Data excerpts:
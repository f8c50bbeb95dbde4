//! 3D 体数据及其文件格式.
//!
//! 体数据统一以 `[z, y, x]` (切片, 行, 列) 顺序访问, 即最后一维变化最快.

use std::ops::{Index, IndexMut};
use std::path::{Path, PathBuf};

use ndarray::{Array3, ArrayView2, ArrayView3, Axis};
use thiserror::Error;

use crate::Idx3d;

mod nii;
mod preview;
mod spider;
pub mod warp;

pub use preview::ImgWritePreview;
pub use warp::warp_by_flow;

/// 体数据读写错误.
#[derive(Debug, Error)]
pub enum VolumeError {
    /// 底层 I/O 错误.
    #[error("I/O error on volume `{}`: {source}", path.display())]
    Io {
        /// 出错的路径.
        path: PathBuf,
        /// 原始错误.
        #[source]
        source: std::io::Error,
    },

    /// NIfTI 读写错误.
    #[error("nifti error: {0}")]
    Nifti(#[from] nifti::NiftiError),

    /// 文件头非法或不受支持.
    #[error("bad volume header in `{}`: {message}", path.display())]
    BadHeader {
        /// 出错的路径.
        path: PathBuf,
        /// 描述.
        message: String,
    },

    /// 无法从扩展名判断格式.
    #[error("unsupported volume format `{}`", .0.display())]
    UnsupportedFormat(PathBuf),
}

impl VolumeError {
    #[inline]
    pub(crate) fn io(path: &Path, source: std::io::Error) -> Self {
        Self::Io {
            path: path.to_owned(),
            source,
        }
    }

    #[inline]
    pub(crate) fn header(path: &Path, message: impl Into<String>) -> Self {
        Self::BadHeader {
            path: path.to_owned(),
            message: message.into(),
        }
    }

    /// 是否是 "文件不存在" 错误.
    pub fn is_not_found(&self) -> bool {
        matches!(self, Self::Io { source, .. } if source.kind() == std::io::ErrorKind::NotFound)
    }
}

/// 体数据文件格式.
#[derive(Copy, Clone, Debug, Eq, PartialEq)]
pub enum VolumeFormat {
    /// Spider 格式 (`.spi`, `.vol`, `.spider`).
    Spider,

    /// NIfTI-1 格式 (`.nii`, `.nii.gz`).
    Nifti,
}

impl VolumeFormat {
    /// 根据扩展名判断格式. 无法识别时返回 `None`.
    pub fn from_path(path: &Path) -> Option<Self> {
        let name = path.file_name()?.to_str()?.to_ascii_lowercase();
        if name.ends_with(".nii") || name.ends_with(".nii.gz") {
            return Some(Self::Nifti);
        }
        match path.extension()?.to_str()?.to_ascii_lowercase().as_str() {
            "spi" | "vol" | "spider" => Some(Self::Spider),
            _ => None,
        }
    }
}

/// 规则体素网格的共用属性.
pub trait VoxelGrid {
    /// 网格形状 `(z, y, x)`.
    fn grid(&self) -> Idx3d;

    /// 体素个数.
    #[inline]
    fn size(&self) -> usize {
        let (z, y, x) = self.grid();
        z * y * x
    }

    /// 三通道光流在该网格上展平后的长度, 即 `3 * size`.
    #[inline]
    fn flow_len(&self) -> usize {
        3 * self.size()
    }
}

/// 标量体数据. 值以 `f32` 保存.
#[derive(Debug, Clone, PartialEq)]
pub struct Volume {
    data: Array3<f32>,
}

impl VoxelGrid for Volume {
    #[inline]
    fn grid(&self) -> Idx3d {
        self.data.dim()
    }
}

impl Index<Idx3d> for Volume {
    type Output = f32;

    #[inline]
    fn index(&self, index: Idx3d) -> &Self::Output {
        &self.data[index]
    }
}

impl IndexMut<Idx3d> for Volume {
    #[inline]
    fn index_mut(&mut self, index: Idx3d) -> &mut Self::Output {
        &mut self.data[index]
    }
}

impl From<Array3<f32>> for Volume {
    #[inline]
    fn from(data: Array3<f32>) -> Self {
        Self::new(data)
    }
}

impl Volume {
    /// 由 `[z, y, x]` 数组直接创建. 非标准内存布局的数组会被复制为标准布局.
    pub fn new(data: Array3<f32>) -> Self {
        let data = if data.is_standard_layout() {
            data
        } else {
            data.as_standard_layout().into_owned()
        };
        debug_assert!(data.is_standard_layout());
        Self { data }
    }

    /// 创建全零体数据.
    #[inline]
    pub fn zeros(grid: Idx3d) -> Self {
        Self {
            data: Array3::zeros(grid),
        }
    }

    /// 打开体数据文件, 格式由扩展名决定.
    pub fn open<P: AsRef<Path>>(path: P) -> Result<Self, VolumeError> {
        let path = path.as_ref();
        let data = match VolumeFormat::from_path(path) {
            Some(VolumeFormat::Spider) => spider::read(path)?,
            Some(VolumeFormat::Nifti) => nii::read(path)?,
            None => return Err(VolumeError::UnsupportedFormat(path.to_owned())),
        };
        Ok(Self::new(data))
    }

    /// 保存体数据, 格式由扩展名决定.
    pub fn save<P: AsRef<Path>>(&self, path: P) -> Result<(), VolumeError> {
        let path = path.as_ref();
        match VolumeFormat::from_path(path) {
            Some(VolumeFormat::Spider) => spider::write(path, self.data.view()),
            Some(VolumeFormat::Nifti) => nii::write(path, self.data.view()),
            None => Err(VolumeError::UnsupportedFormat(path.to_owned())),
        }
    }

    /// 获得数据的一份不可变 shallow copy.
    #[inline]
    pub fn data(&self) -> ArrayView3<'_, f32> {
        self.data.view()
    }

    /// 获取第 `z_index` 层切片视图.
    ///
    /// 当 `z_index` 越界时 panic.
    #[inline]
    pub fn slice_at(&self, z_index: usize) -> ArrayView2<'_, f32> {
        self.data.index_axis(Axis(0), z_index)
    }

    /// 体素值的最小值和最大值. 忽略非有限值; 若不存在有限值则返回 `None`.
    pub fn min_max(&self) -> Option<(f32, f32)> {
        self.data
            .iter()
            .copied()
            .filter(|v| v.is_finite())
            .fold(None, |acc, v| match acc {
                None => Some((v, v)),
                Some((lo, hi)) => Some((lo.min(v), hi.max(v))),
            })
    }
}

#[cfg(test)]
mod tests {
    use super::{Volume, VolumeFormat, VoxelGrid};
    use ndarray::Array3;
    use std::path::Path;

    #[test]
    fn test_format_from_extension() {
        let f = |s: &str| VolumeFormat::from_path(Path::new(s));
        assert_eq!(f("reference.spi"), Some(VolumeFormat::Spider));
        assert_eq!(f("a/animation_x000deformed_by_opflow.vol"), Some(VolumeFormat::Spider));
        assert_eq!(f("REF.SPIDER"), Some(VolumeFormat::Spider));
        assert_eq!(f("scan.nii"), Some(VolumeFormat::Nifti));
        assert_eq!(f("scan.nii.gz"), Some(VolumeFormat::Nifti));
        assert_eq!(f("scan.mrc"), None);
        assert_eq!(f("noext"), None);
    }

    #[test]
    fn test_grid_attrs() {
        let v = Volume::zeros((2, 3, 4));
        assert_eq!(v.grid(), (2, 3, 4));
        assert_eq!(v.size(), 24);
        assert_eq!(v.flow_len(), 72);
    }

    #[test]
    fn test_non_standard_layout_is_normalized() {
        let a = Array3::<f32>::from_shape_fn((2, 3, 4), |(z, y, x)| (z * 100 + y * 10 + x) as f32);
        let t = a.clone().permuted_axes([2, 1, 0]);
        let v = Volume::new(t);
        assert!(v.data().is_standard_layout());
        assert_eq!(v[(3, 2, 1)], a[(1, 2, 3)]);
    }

    #[test]
    fn test_min_max_skips_nan() {
        let mut v = Volume::zeros((1, 2, 2));
        v[(0, 0, 0)] = f32::NAN;
        v[(0, 0, 1)] = -2.0;
        v[(0, 1, 1)] = 5.0;
        assert_eq!(v.min_max(), Some((-2.0, 5.0)));

        let all_nan = Volume::new(Array3::from_elem((1, 1, 2), f32::NAN));
        assert_eq!(all_nan.min_max(), None);
    }
}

TRY IT:
Count the lines above that contain the word "zeros". Write only the number.

SOLUTION TO THIS TASK:
4